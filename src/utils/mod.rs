pub mod build_info;

use tracing_subscriber::{fmt, EnvFilter};

const DEFAULT_FILTER: &str = "cashflow=info,cashflow_core=info,cashflow_storage_json=info";

/// Installs the global subscriber. `RUST_LOG` overrides the default filter.
///
/// Logs go to stderr so command output on stdout stays machine readable.
/// Call through [`crate::init`], which runs this once per process.
pub(crate) fn init_tracing() {
    let filter =
        EnvFilter::try_from_default_env().unwrap_or_else(|_| EnvFilter::new(DEFAULT_FILTER));

    let _ = fmt()
        .with_env_filter(filter)
        .with_writer(std::io::stderr)
        .with_target(false)
        .try_init();
}

#[cfg(test)]
mod tests {
    #[test]
    fn second_install_is_ignored() {
        super::init_tracing();
        super::init_tracing();
        tracing::info!("still logging");
    }
}
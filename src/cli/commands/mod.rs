pub mod account;
pub mod backup;
pub mod config;
pub mod planner;
pub mod reconcile;
pub mod rule;
pub mod system;

use super::{CliContext, Command};
use crate::errors::CliResult;

pub fn dispatch(ctx: &mut CliContext, command: Command) -> CliResult {
    match command {
        Command::Account(action) => account::run(ctx, action),
        Command::Category(action) => account::run_category(ctx, action),
        Command::Rule(action) => rule::run(ctx, action),
        Command::Expand(range) => planner::expand(ctx, range),
        Command::Forecast { range, accounts } => planner::forecast(ctx, range, &accounts),
        Command::Dashboard(args) => planner::dashboard(ctx, args),
        Command::Pending { lookback_days } => planner::pending(ctx, lookback_days),
        Command::Confirm(args) => planner::confirm(ctx, args),
        Command::Reconcile(action) => reconcile::run(ctx, action),
        Command::Backup(action) => backup::run(ctx, action),
        Command::Init { .. } | Command::Version | Command::Config(_) => Ok(()),
    }
}
//! Persistence seams consumed by the services.
//!
//! Reads take `&self`; writes take `&mut self`. Multi-step mutations go through
//! [`Transactional::atomically`] so a failure leaves no partial writes behind.

mod memory;

use chrono::NaiveDate;
use uuid::Uuid;

use cashflow_domain::{
    Account, Category, CategoryKind, DateWindow, RecurrenceRule, Reconciliation, RuleException,
};

use crate::CoreError;

pub use memory::PlannerData;

pub trait RuleStore {
    /// Every rule owned by `user_id`, in insertion order.
    fn rules_for_user(&self, user_id: Uuid) -> Result<Vec<RecurrenceRule>, CoreError>;
    fn rules_by_ids(&self, ids: &[Uuid]) -> Result<Vec<RecurrenceRule>, CoreError>;
    fn rule(&self, id: Uuid) -> Result<Option<RecurrenceRule>, CoreError>;
    fn insert_rule(&mut self, rule: RecurrenceRule) -> Result<(), CoreError>;
    fn replace_rule(&mut self, rule: RecurrenceRule) -> Result<(), CoreError>;
    /// Removes the rule and its exceptions. Returns `false` when nothing matched.
    fn delete_rule(&mut self, id: Uuid) -> Result<bool, CoreError>;

    fn count_rules_for_user(&self, user_id: Uuid) -> Result<usize, CoreError> {
        Ok(self.rules_for_user(user_id)?.len())
    }
}

pub trait ExceptionStore {
    /// Exceptions of the given rules whose date falls inside `window`.
    fn exceptions_in_window(
        &self,
        rule_ids: &[Uuid],
        window: DateWindow,
    ) -> Result<Vec<RuleException>, CoreError>;
    fn exception(&self, rule_id: Uuid, date: NaiveDate)
        -> Result<Option<RuleException>, CoreError>;
    /// Inserts or replaces the exception keyed by `(rule_id, date)`.
    fn upsert_exception(&mut self, exception: RuleException) -> Result<(), CoreError>;
    fn delete_exceptions_for_rule(&mut self, rule_id: Uuid) -> Result<usize, CoreError>;
}

/// Filter applied when listing a user's active accounts.
#[derive(Debug, Clone, Default, PartialEq, Eq)]
pub struct AccountQuery {
    pub account_ids: Option<Vec<Uuid>>,
    pub exclude_planning: bool,
}

impl AccountQuery {
    pub fn all() -> Self {
        Self::default()
    }

    pub fn only(account_ids: Vec<Uuid>) -> Self {
        Self {
            account_ids: Some(account_ids),
            exclude_planning: false,
        }
    }

    pub fn without_planning() -> Self {
        Self {
            account_ids: None,
            exclude_planning: true,
        }
    }

    pub fn matches(&self, account: &Account) -> bool {
        if self.exclude_planning && account.is_planning() {
            return false;
        }
        self.account_ids
            .as_ref()
            .map_or(true, |ids| ids.contains(&account.id))
    }
}

pub trait AccountStore {
    fn active_accounts(
        &self,
        user_id: Uuid,
        query: &AccountQuery,
    ) -> Result<Vec<Account>, CoreError>;
    /// All accounts of the user, inactive ones included.
    fn accounts_for_user(&self, user_id: Uuid) -> Result<Vec<Account>, CoreError>;
    fn account(&self, id: Uuid) -> Result<Option<Account>, CoreError>;
}

pub trait CategoryStore {
    fn categories_by_ids(&self, ids: &[Uuid]) -> Result<Vec<Category>, CoreError>;
    /// Returns the system category `(name, kind)`, creating it when missing.
    fn upsert_system_category(
        &mut self,
        name: &str,
        kind: CategoryKind,
    ) -> Result<Category, CoreError>;
}

pub trait ReconciliationStore {
    /// Newest first.
    fn reconciliations_for_user(
        &self,
        user_id: Uuid,
        account_id: Option<Uuid>,
    ) -> Result<Vec<Reconciliation>, CoreError>;
    fn reconciliation(&self, id: Uuid) -> Result<Option<Reconciliation>, CoreError>;
    fn insert_reconciliation(&mut self, reconciliation: Reconciliation) -> Result<(), CoreError>;
    fn delete_reconciliation(&mut self, id: Uuid) -> Result<bool, CoreError>;
}

pub trait Transactional: Sized {
    /// Runs `work` as one unit: either every write it performs is kept or none is.
    fn atomically<T, F>(&mut self, work: F) -> Result<T, CoreError>
    where
        F: FnOnce(&mut Self) -> Result<T, CoreError>;
}

/// Everything the services need from a backend.
pub trait PlannerStore:
    RuleStore + ExceptionStore + AccountStore + CategoryStore + ReconciliationStore + Transactional
{
}

impl<T> PlannerStore for T where
    T: RuleStore
        + ExceptionStore
        + AccountStore
        + CategoryStore
        + ReconciliationStore
        + Transactional
{
}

Your task: Each line of the listing should be copied exactly.

Completed task:
filename src/utils/mod.rs
pub mod build_info;

use tracing_subscriber::{fmt, EnvFilter};

const DEFAULT_FILTER: &str = "cashflow=info,cashflow_core=info,cashflow_storage_json=info";

/// Installs the global subscriber. `RUST_LOG` overrides the default filter.
///
/// Logs go to stderr so command output on stdout stays machine readable.
/// Call through [`crate::init`], which runs this once per process.
pub(crate) fn init_tracing() {
    let filter =
        EnvFilter::try_from_default_env().unwrap_or_else(|_| EnvFilter::new(DEFAULT_FILTER));

    let _ = fmt()
        .with_env_filter(filter)
        .with_writer(std::io::stderr)
        .with_target(false)
        .try_init();
}

#[cfg(test)]
mod tests {
    #[test]
    fn second_install_is_ignored() {
        super::init_tracing();
        super::init_tracing();
        tracing::info!("still logging");
    }
}
filename src/cli/commands/mod.rs
pub mod account;
pub mod backup;
pub mod config;
pub mod planner;
pub mod reconcile;
pub mod rule;
pub mod system;

use super::{CliContext, Command};
use crate::errors::CliResult;

pub fn dispatch(ctx: &mut CliContext, command: Command) -> CliResult {
    match command {
        Command::Account(action) => account::run(ctx, action),
        Command::Category(action) => account::run_category(ctx, action),
        Command::Rule(action) => rule::run(ctx, action),
        Command::Expand(range) => planner::expand(ctx, range),
        Command::Forecast { range, accounts } => planner::forecast(ctx, range, &accounts),
        Command::Dashboard(args) => planner::dashboard(ctx, args),
        Command::Pending { lookback_days } => planner::pending(ctx, lookback_days),
        Command::Confirm(args) => planner::confirm(ctx, args),
        Command::Reconcile(action) => reconcile::run(ctx, action),
        Command::Backup(action) => backup::run(ctx, action),
        Command::Init { .. } | Command::Version | Command::Config(_) => Ok(()),
    }
}
//! Persistence seams consumed by the services.
//!
//! Reads take `&self`; writes take `&mut self`. Multi-step mutations go through
//! [`Transactional::atomically`] so a failure leaves no partial writes behind.

mod memory;

use chrono::NaiveDate;
use uuid::Uuid;

use cashflow_domain::{
    Account, Category, CategoryKind, DateWindow, RecurrenceRule, Reconciliation, RuleException,
};

use crate::CoreError;

pub use memory::PlannerData;

pub trait RuleStore {
    /// Every rule owned by `user_id`, in insertion order.
    fn rules_for_user(&self, user_id: Uuid) -> Result<Vec<RecurrenceRule>, CoreError>;
    fn rules_by_ids(&self, ids: &[Uuid]) -> Result<Vec<RecurrenceRule>, CoreError>;
    fn rule(&self, id: Uuid) -> Result<Option<RecurrenceRule>, CoreError>;
    fn insert_rule(&mut self, rule: RecurrenceRule) -> Result<(), CoreError>;
    fn replace_rule(&mut self, rule: RecurrenceRule) -> Result<(), CoreError>;
    /// Removes the rule and its exceptions. Returns `false` when nothing matched.
    fn delete_rule(&mut self, id: Uuid) -> Result<bool, CoreError>;

    fn count_rules_for_user(&self, user_id: Uuid) -> Result<usize, CoreError> {
        Ok(self.rules_for_user(user_id)?.len())
    }
}

pub trait ExceptionStore {
    /// Exceptions of the given rules whose date falls inside `window`.
    fn exceptions_in_window(
        &self,
        rule_ids: &[Uuid],
        window: DateWindow,
    ) -> Result<Vec<RuleException>, CoreError>;
    fn exception(&self, rule_id: Uuid, date: NaiveDate)
        -> Result<Option<RuleException>, CoreError>;
    /// Inserts or replaces the exception keyed by `(rule_id, date)`.
    fn upsert_exception(&mut self, exception: RuleException) -> Result<(), CoreError>;
    fn delete_exceptions_for_rule(&mut self, rule_id: Uuid) -> Result<usize, CoreError>;
}

/// Filter applied when listing a user's active accounts.
#[derive(Debug, Clone, Default, PartialEq, Eq)]
pub struct AccountQuery {
    pub account_ids: Option<Vec<Uuid>>,
    pub exclude_planning: bool,
}

impl AccountQuery {
    pub fn all() -> Self {
        Self::default()
    }

    pub fn only(account_ids: Vec<Uuid>) -> Self {
        Self {
            account_ids: Some(account_ids),
            exclude_planning: false,
        }
    }

    pub fn without_planning() -> Self {
        Self {
            account_ids: None,
            exclude_planning: true,
        }
    }

    pub fn matches(&self, account: &Account) -> bool {
        if self.exclude_planning && account.is_planning() {
            return false;
        }
        self.account_ids
            .as_ref()
            .map_or(true, |ids| ids.contains(&account.id))
    }
}

pub trait AccountStore {
    fn active_accounts(
        &self,
        user_id: Uuid,
        query: &AccountQuery,
    ) -> Result<Vec<Account>, CoreError>;
    /// All accounts of the user, inactive ones included.
    fn accounts_for_user(&self, user_id: Uuid) -> Result<Vec<Account>, CoreError>;
    fn account(&self, id: Uuid) -> Result<Option<Account>, CoreError>;
}

pub trait CategoryStore {
    fn categories_by_ids(&self, ids: &[Uuid]) -> Result<Vec<Category>, CoreError>;
    /// Returns the system category `(name, kind)`, creating it when missing.
    fn upsert_system_category(
        &mut self,
        name: &str,
        kind: CategoryKind,
    ) -> Result<Category, CoreError>;
}

pub trait ReconciliationStore {
    /// Newest first.
    fn reconciliations_for_user(
        &self,
        user_id: Uuid,
        account_id: Option<Uuid>,
    ) -> Result<Vec<Reconciliation>, CoreError>;
    fn reconciliation(&self, id: Uuid) -> Result<Option<Reconciliation>, CoreError>;
    fn insert_reconciliation(&mut self, reconciliation: Reconciliation) -> Result<(), CoreError>;
    fn delete_reconciliation(&mut self, id: Uuid) -> Result<bool, CoreError>;
}

pub trait Transactional: Sized {
    /// Runs `work` as one unit: either every write it performs is kept or none is.
    fn atomically<T, F>(&mut self, work: F) -> Result<T, CoreError>
    where
        F: FnOnce(&mut Self) -> Result<T, CoreError>;
}

/// Everything the services need from a backend.
pub trait PlannerStore:
    RuleStore + ExceptionStore + AccountStore + CategoryStore + ReconciliationStore + Transactional
{
}

impl<T> PlannerStore for T where
    T: RuleStore
        + ExceptionStore
        + AccountStore
        + CategoryStore
        + ReconciliationStore
        + Transactional
{
}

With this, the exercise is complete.